▶ **WHAT THE EXERCISE ASKS**
Could you return the lines below exactly, from the first line up to and including the line that holds "let (rank, suit)"?

┌─ DATA FOR THE TASK

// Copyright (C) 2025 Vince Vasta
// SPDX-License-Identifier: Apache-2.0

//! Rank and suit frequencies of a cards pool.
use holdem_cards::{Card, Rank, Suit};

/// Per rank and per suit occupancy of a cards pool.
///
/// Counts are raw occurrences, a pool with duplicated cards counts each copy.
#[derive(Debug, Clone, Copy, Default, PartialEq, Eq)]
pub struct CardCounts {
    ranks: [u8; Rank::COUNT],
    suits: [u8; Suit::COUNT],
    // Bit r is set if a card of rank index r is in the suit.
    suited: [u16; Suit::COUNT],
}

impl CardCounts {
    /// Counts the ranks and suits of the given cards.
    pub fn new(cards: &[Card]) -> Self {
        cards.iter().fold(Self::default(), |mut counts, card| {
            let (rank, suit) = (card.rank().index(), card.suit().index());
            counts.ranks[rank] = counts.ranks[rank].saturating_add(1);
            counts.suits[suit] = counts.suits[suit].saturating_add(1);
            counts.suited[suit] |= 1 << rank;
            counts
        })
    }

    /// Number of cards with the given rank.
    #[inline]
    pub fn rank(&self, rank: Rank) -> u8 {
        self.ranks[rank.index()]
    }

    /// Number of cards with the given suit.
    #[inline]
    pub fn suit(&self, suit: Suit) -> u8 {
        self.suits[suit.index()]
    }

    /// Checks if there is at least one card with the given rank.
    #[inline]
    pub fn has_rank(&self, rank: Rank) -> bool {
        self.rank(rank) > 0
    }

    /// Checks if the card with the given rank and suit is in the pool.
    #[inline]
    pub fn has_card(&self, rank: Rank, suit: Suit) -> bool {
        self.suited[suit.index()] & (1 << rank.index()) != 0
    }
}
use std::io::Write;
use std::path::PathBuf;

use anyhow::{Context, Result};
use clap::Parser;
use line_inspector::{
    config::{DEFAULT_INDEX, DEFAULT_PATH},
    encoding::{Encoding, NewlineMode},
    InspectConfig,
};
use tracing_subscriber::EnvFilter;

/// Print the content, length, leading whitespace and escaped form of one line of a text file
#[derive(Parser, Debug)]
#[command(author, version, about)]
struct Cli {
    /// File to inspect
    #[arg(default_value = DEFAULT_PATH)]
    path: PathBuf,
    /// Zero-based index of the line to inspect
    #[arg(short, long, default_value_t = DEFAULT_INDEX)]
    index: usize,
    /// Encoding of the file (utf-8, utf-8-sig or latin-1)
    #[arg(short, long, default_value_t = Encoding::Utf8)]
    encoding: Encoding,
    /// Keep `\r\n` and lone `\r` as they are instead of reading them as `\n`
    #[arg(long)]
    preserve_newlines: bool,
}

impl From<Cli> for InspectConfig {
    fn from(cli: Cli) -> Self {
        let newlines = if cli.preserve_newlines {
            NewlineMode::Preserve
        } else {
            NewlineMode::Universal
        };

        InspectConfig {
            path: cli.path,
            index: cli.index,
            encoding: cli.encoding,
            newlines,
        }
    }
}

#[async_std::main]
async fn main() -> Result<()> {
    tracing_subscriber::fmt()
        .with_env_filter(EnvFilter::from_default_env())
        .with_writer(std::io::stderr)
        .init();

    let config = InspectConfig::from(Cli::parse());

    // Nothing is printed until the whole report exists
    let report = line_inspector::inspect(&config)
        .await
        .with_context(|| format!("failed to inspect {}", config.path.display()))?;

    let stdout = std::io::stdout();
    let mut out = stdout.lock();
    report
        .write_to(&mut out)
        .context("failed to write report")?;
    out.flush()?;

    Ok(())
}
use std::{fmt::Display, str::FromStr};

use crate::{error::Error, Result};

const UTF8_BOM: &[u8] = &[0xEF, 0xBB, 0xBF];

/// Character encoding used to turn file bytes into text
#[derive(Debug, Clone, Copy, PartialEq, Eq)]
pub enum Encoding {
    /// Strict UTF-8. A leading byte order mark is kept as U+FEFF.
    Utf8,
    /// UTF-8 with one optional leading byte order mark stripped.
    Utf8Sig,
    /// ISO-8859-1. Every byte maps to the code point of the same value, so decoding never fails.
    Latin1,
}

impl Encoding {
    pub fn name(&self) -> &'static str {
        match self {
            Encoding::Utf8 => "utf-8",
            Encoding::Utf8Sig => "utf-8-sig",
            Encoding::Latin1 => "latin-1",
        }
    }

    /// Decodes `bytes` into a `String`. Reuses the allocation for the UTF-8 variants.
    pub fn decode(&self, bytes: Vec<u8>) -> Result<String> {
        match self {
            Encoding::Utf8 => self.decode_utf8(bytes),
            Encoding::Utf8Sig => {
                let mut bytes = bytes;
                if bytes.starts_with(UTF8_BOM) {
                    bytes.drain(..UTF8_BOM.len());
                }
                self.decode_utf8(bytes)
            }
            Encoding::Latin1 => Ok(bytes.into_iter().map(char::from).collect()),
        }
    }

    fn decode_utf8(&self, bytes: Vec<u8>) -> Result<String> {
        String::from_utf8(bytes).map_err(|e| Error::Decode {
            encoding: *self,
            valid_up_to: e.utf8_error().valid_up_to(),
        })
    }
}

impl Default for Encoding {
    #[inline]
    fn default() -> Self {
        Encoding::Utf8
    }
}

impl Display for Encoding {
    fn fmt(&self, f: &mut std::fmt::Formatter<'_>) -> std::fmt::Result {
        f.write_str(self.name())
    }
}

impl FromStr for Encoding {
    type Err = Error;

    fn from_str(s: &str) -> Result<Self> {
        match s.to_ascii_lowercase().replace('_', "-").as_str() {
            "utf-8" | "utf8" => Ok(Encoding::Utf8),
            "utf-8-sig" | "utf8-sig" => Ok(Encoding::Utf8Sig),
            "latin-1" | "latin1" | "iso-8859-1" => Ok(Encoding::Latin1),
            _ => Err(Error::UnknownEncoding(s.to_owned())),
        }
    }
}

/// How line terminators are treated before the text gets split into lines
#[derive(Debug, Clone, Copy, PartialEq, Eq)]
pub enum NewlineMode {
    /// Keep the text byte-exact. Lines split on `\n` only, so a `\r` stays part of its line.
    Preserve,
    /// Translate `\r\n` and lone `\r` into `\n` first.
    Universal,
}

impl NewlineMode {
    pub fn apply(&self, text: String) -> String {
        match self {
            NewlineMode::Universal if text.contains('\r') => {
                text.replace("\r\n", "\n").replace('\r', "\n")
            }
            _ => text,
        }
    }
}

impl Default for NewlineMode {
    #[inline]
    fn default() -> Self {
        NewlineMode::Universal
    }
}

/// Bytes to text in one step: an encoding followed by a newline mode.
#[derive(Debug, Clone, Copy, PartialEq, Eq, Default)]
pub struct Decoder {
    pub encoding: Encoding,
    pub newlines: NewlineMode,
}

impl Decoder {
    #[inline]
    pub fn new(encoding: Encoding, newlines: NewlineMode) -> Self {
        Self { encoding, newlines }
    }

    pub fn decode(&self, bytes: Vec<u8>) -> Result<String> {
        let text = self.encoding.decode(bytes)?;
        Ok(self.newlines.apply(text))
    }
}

└─

▶ **RESPONSE**
// Copyright (C) 2025 Vince Vasta
// SPDX-License-Identifier: Apache-2.0

//! Rank and suit frequencies of a cards pool.
use holdem_cards::{Card, Rank, Suit};

/// Per rank and per suit occupancy of a cards pool.
///
/// Counts are raw occurrences, a pool with duplicated cards counts each copy.
#[derive(Debug, Clone, Copy, Default, PartialEq, Eq)]
pub struct CardCounts {
    ranks: [u8; Rank::COUNT],
    suits: [u8; Suit::COUNT],
    // Bit r is set if a card of rank index r is in the suit.
    suited: [u16; Suit::COUNT],
}

impl CardCounts {
    /// Counts the ranks and suits of the given cards.
    pub fn new(cards: &[Card]) -> Self {
        cards.iter().fold(Self::default(), |mut counts, card| {
            let (rank, suit) = (card.rank().index(), card.suit().index());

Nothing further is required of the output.